Below are records; copy every line in them that holds the word "drawing".

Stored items
»»

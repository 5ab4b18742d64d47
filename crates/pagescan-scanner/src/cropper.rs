// SPDX-License-Identifier: PMPL-1.0-or-later
// Copyright (c) 2026 Jonathan D.A. Jewell (hyperpolymath) <jonathan.jewell@open.ac.uk>
//
// Interactive crop editor — a platform-independent quad editor driven by
// pointer events in screen space.
//
// The editor holds the image at full resolution and keeps the quad in
// image-pixel space. Screen coordinates are divided by the display scale
// before hit-testing, so a rendering layer only has to forward raw pointer
// positions and draw what `render` returns.

use std::sync::Arc;

use image::{Rgba, RgbaImage, imageops};
use imageproc::drawing::{draw_filled_rect_mut, draw_line_segment_mut};
use imageproc::rect::Rect;
use pagescan_core::error::{Result, ScanError};
use pagescan_core::geometry::{default_quad, fit_scale, nearest_corner, quad_contains, scale_quad};
use pagescan_core::{Corner, Point, Quad};
use tracing::debug;

/// Outline and idle handle colour.
const OUTLINE: Rgba<u8> = Rgba([0x39, 0xFF, 0x14, 0xFF]);
/// Handle colour for the corner being dragged.
const SELECTED: Rgba<u8> = Rgba([0xFF, 0x39, 0x39, 0xFF]);
/// Handle edge length in display pixels.
const HANDLE_SIZE: u32 = 20;

/// What the editor reports when the user leaves it.
#[derive(Debug, Clone, Copy, PartialEq)]
pub enum CropEvent {
    Confirmed(Quad),
    Cancelled,
}

#[derive(Debug, Clone)]
pub struct CropEditor {
    image: Option<Arc<RgbaImage>>,
    quad: Quad,
    viewport: Option<(f64, f64)>,
    scale: f64,
    selected: Option<Corner>,
    tap_radius_px: f64,
    overlay_alpha: f32,
}

impl CropEditor {
    pub fn new(tap_radius_px: f64, overlay_alpha: f32) -> Self {
        Self {
            image: None,
            quad: Quad::from_rect(0.0, 0.0, 0.0, 0.0),
            viewport: None,
            scale: 1.0,
            selected: None,
            tap_radius_px,
            overlay_alpha: overlay_alpha.clamp(0.0, 1.0),
        }
    }

    // -- Contents -------------------------------------------------------------

    /// Load an image, seeding the quad from `quad` or the default 80% inset.
    pub fn set_image(&mut self, image: Arc<RgbaImage>, quad: Option<Quad>) {
        let (w, h) = image.dimensions();
        self.quad = quad.unwrap_or_else(|| default_quad(w, h));
        self.image = Some(image);
        self.selected = None;
        self.update_scale();
        debug!(width = w, height = h, scale = self.scale, seeded = quad.is_some(), "Crop editor loaded");
    }

    /// Drop the image and any selection.
    pub fn clear(&mut self) {
        self.image = None;
        self.selected = None;
    }

    pub fn image(&self) -> Option<&Arc<RgbaImage>> {
        self.image.as_ref()
    }

    pub fn set_quad(&mut self, quad: Quad) {
        self.quad = quad;
        self.selected = None;
    }

    pub fn quad(&self) -> Quad {
        self.quad
    }

    // -- Display scale --------------------------------------------------------

    /// Available drawing area in screen pixels.
    pub fn set_viewport(&mut self, width: f64, height: f64) {
        self.viewport = Some((width, height));
        self.update_scale();
    }

    /// Screen pixels per image pixel, never above 1.
    pub fn scale(&self) -> f64 {
        self.scale
    }

    fn update_scale(&mut self) {
        self.scale = match (&self.image, self.viewport) {
            (Some(image), Some((vw, vh))) => fit_scale(vw, vh, image.width(), image.height()),
            _ => 1.0,
        };
    }

    pub fn to_image_space(&self, screen: Point) -> Point {
        screen.scaled(1.0 / self.scale)
    }

    // -- Pointer events -------------------------------------------------------

    pub fn selected(&self) -> Option<Corner> {
        self.selected
    }

    /// Select the nearest corner if it lies within the tap radius.
    pub fn pointer_down(&mut self, screen: Point) -> Option<Corner> {
        if self.image.is_none() {
            return None;
        }
        let point = self.to_image_space(screen);
        let (corner, distance) = nearest_corner(&self.quad, &point);
        let radius = self.tap_radius_px / self.scale;
        self.selected = (distance < radius).then_some(corner);
        self.selected
    }

    /// Move the selected corner to the pointer, clamped to the image bounds.
    /// `false` when nothing is selected.
    pub fn pointer_move(&mut self, screen: Point) -> bool {
        let (Some(corner), Some(image)) = (self.selected, self.image.as_ref()) else {
            return false;
        };
        let point = self.to_image_space(screen);
        let clamped = Point::new(
            point.x.clamp(0.0, image.width() as f64),
            point.y.clamp(0.0, image.height() as f64),
        );
        self.quad.set_corner(corner, clamped);
        true
    }

    pub fn pointer_up(&mut self) {
        self.selected = None;
    }

    pub fn confirm(&mut self) -> CropEvent {
        self.selected = None;
        CropEvent::Confirmed(self.quad)
    }

    pub fn cancel(&mut self) -> CropEvent {
        self.selected = None;
        CropEvent::Cancelled
    }

    // -- Rendering ------------------------------------------------------------

    /// Draw the editor at display scale: the image darkened outside the
    /// quad, the quad outline, and a handle on each corner.
    pub fn render(&self) -> Result<RgbaImage> {
        let image = self
            .image
            .as_ref()
            .ok_or_else(|| ScanError::ImageError("crop editor has no image".into()))?;

        let mut canvas = if self.scale < 1.0 {
            let w = ((image.width() as f64 * self.scale).round() as u32).max(1);
            let h = ((image.height() as f64 * self.scale).round() as u32).max(1);
            imageops::resize(image.as_ref(), w, h, imageops::FilterType::Triangle)
        } else {
            image.as_ref().clone()
        };

        let quad = scale_quad(&self.quad, self.scale);
        let keep = 1.0 - self.overlay_alpha;
        for (x, y, pixel) in canvas.enumerate_pixels_mut() {
            let centre = Point::new(x as f64 + 0.5, y as f64 + 0.5);
            if !quad_contains(&quad, &centre) {
                for channel in &mut pixel.0[..3] {
                    *channel = (*channel as f32 * keep).round() as u8;
                }
            }
        }

        let pts = quad.to_f32_pairs();
        for i in 0..pts.len() {
            let (a, b) = (pts[i], pts[(i + 1) % pts.len()]);
            draw_line_segment_mut(&mut canvas, a, b, OUTLINE);
            draw_line_segment_mut(&mut canvas, (a.0 + 1.0, a.1 + 1.0), (b.0 + 1.0, b.1 + 1.0), OUTLINE);
        }

        let half = (HANDLE_SIZE / 2) as i32;
        for corner in Corner::ALL {
            let p = quad.corner(corner);
            let colour = if self.selected == Some(corner) { SELECTED } else { OUTLINE };
            let rect = Rect::at(p.x.round() as i32 - half, p.y.round() as i32 - half)
                .of_size(HANDLE_SIZE, HANDLE_SIZE);
            draw_filled_rect_mut(&mut canvas, rect, colour);
        }
        Ok(canvas)
    }
}

#[cfg(test)]
mod tests {
    use super::*;

    fn editor_with(w: u32, h: u32) -> CropEditor {
        let mut editor = CropEditor::new(40.0, 0.5);
        editor.set_image(
            Arc::new(RgbaImage::from_pixel(w, h, Rgba([200, 200, 200, 255]))),
            None,
        );
        editor
    }

    #[test]
    fn default_quad_is_central_eighty_percent() {
        let editor = editor_with(1000, 1000);
        assert_eq!(
            editor.quad().points(),
            &[
                Point::new(100.0, 100.0),
                Point::new(900.0, 100.0),
                Point::new(900.0, 900.0),
                Point::new(100.0, 900.0),
            ]
        );
    }

    #[test]
    fn supplied_quad_is_used() {
        let mut editor = CropEditor::new(40.0, 0.5);
        let quad = Quad::from_rect(5.0, 5.0, 50.0, 50.0);
        editor.set_image(Arc::new(RgbaImage::new(100, 100)), Some(quad));
        assert_eq!(editor.quad(), quad);
    }

    #[test]
    fn viewport_scale_never_upscales() {
        let mut editor = editor_with(1000, 500);
        editor.set_viewport(500.0, 500.0);
        assert!((editor.scale() - 0.5).abs() < 1e-9);
        editor.set_viewport(4000.0, 4000.0);
        assert_eq!(editor.scale(), 1.0);
    }

    #[test]
    fn tap_selects_nearest_corner_in_image_space() {
        let mut editor = editor_with(1000, 1000);
        editor.set_viewport(500.0, 500.0);
        // Screen (52, 52) is image (104, 104), next to the top-left corner.
        assert_eq!(editor.pointer_down(Point::new(52.0, 52.0)), Some(Corner::TopLeft));
        editor.pointer_up();
        // Screen (250, 250) is the image centre, far from every corner.
        assert_eq!(editor.pointer_down(Point::new(250.0, 250.0)), None);
    }

    #[test]
    fn tap_radius_scales_with_display() {
        let mut editor = editor_with(1000, 1000);
        editor.set_viewport(500.0, 500.0);
        // 35 screen px away: inside the 40 px radius (80 image px).
        assert_eq!(editor.pointer_down(Point::new(85.0, 50.0)), Some(Corner::TopLeft));
        // 45 screen px away: outside.
        assert_eq!(editor.pointer_down(Point::new(95.0, 50.0)), None);
    }

    #[test]
    fn drag_moves_only_the_selected_corner() {
        let mut editor = editor_with(1000, 1000);
        let before = editor.quad();
        editor.pointer_down(Point::new(905.0, 905.0));
        assert_eq!(editor.selected(), Some(Corner::BottomRight));
        assert!(editor.pointer_move(Point::new(950.0, 970.0)));
        editor.pointer_up();
        assert!(!editor.pointer_move(Point::new(0.0, 0.0)));

        let after = editor.quad();
        assert_eq!(after.corner(Corner::BottomRight), Point::new(950.0, 970.0));
        for corner in [Corner::TopLeft, Corner::TopRight, Corner::BottomLeft] {
            assert_eq!(after.corner(corner), before.corner(corner));
        }
    }

    #[test]
    fn drag_stops_at_the_image_edge() {
        let mut editor = editor_with(1000, 800);
        editor.set_viewport(500.0, 400.0);
        assert_eq!(editor.pointer_down(Point::new(50.0, 40.0)), Some(Corner::TopLeft));
        editor.pointer_move(Point::new(-300.0, -20.0));
        assert_eq!(editor.quad().corner(Corner::TopLeft), Point::new(0.0, 0.0));

        editor.pointer_up();
        editor.pointer_down(Point::new(450.0, 360.0));
        editor.pointer_move(Point::new(9000.0, 390.0));
        assert_eq!(editor.quad().corner(Corner::BottomRight), Point::new(1000.0, 780.0));
    }

    #[test]
    fn confirm_emits_quad_and_cancel_emits_none() {
        let mut editor = editor_with(100, 100);
        let quad = editor.quad();
        assert_eq!(editor.confirm(), CropEvent::Confirmed(quad));
        assert_eq!(editor.cancel(), CropEvent::Cancelled);
    }

    #[test]
    fn render_darkens_outside_and_marks_corners() {
        let mut editor = editor_with(200, 100);
        let canvas = editor.render().unwrap();
        assert_eq!(canvas.dimensions(), (200, 100));
        assert_eq!(canvas.get_pixel(100, 50).0, [200, 200, 200, 255]);
        assert_eq!(canvas.get_pixel(199, 50).0, [100, 100, 100, 255]);
        assert_eq!(*canvas.get_pixel(20, 10), OUTLINE);

        editor.pointer_down(Point::new(20.0, 10.0));
        let canvas = editor.render().unwrap();
        assert_eq!(*canvas.get_pixel(20, 10), SELECTED);
        assert_eq!(*canvas.get_pixel(180, 90), OUTLINE);
    }

    #[test]
    fn render_uses_display_scale() {
        let mut editor = editor_with(400, 200);
        editor.set_viewport(200.0, 200.0);
        assert_eq!(editor.render().unwrap().dimensions(), (200, 100));
    }

    #[test]
    fn render_without_image_fails() {
        assert!(CropEditor::new(40.0, 0.5).render().is_err());
    }
}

««

» Response to this task:
use imageproc::drawing::{draw_filled_rect_mut, draw_line_segment_mut};
    /// Available drawing area in screen pixels.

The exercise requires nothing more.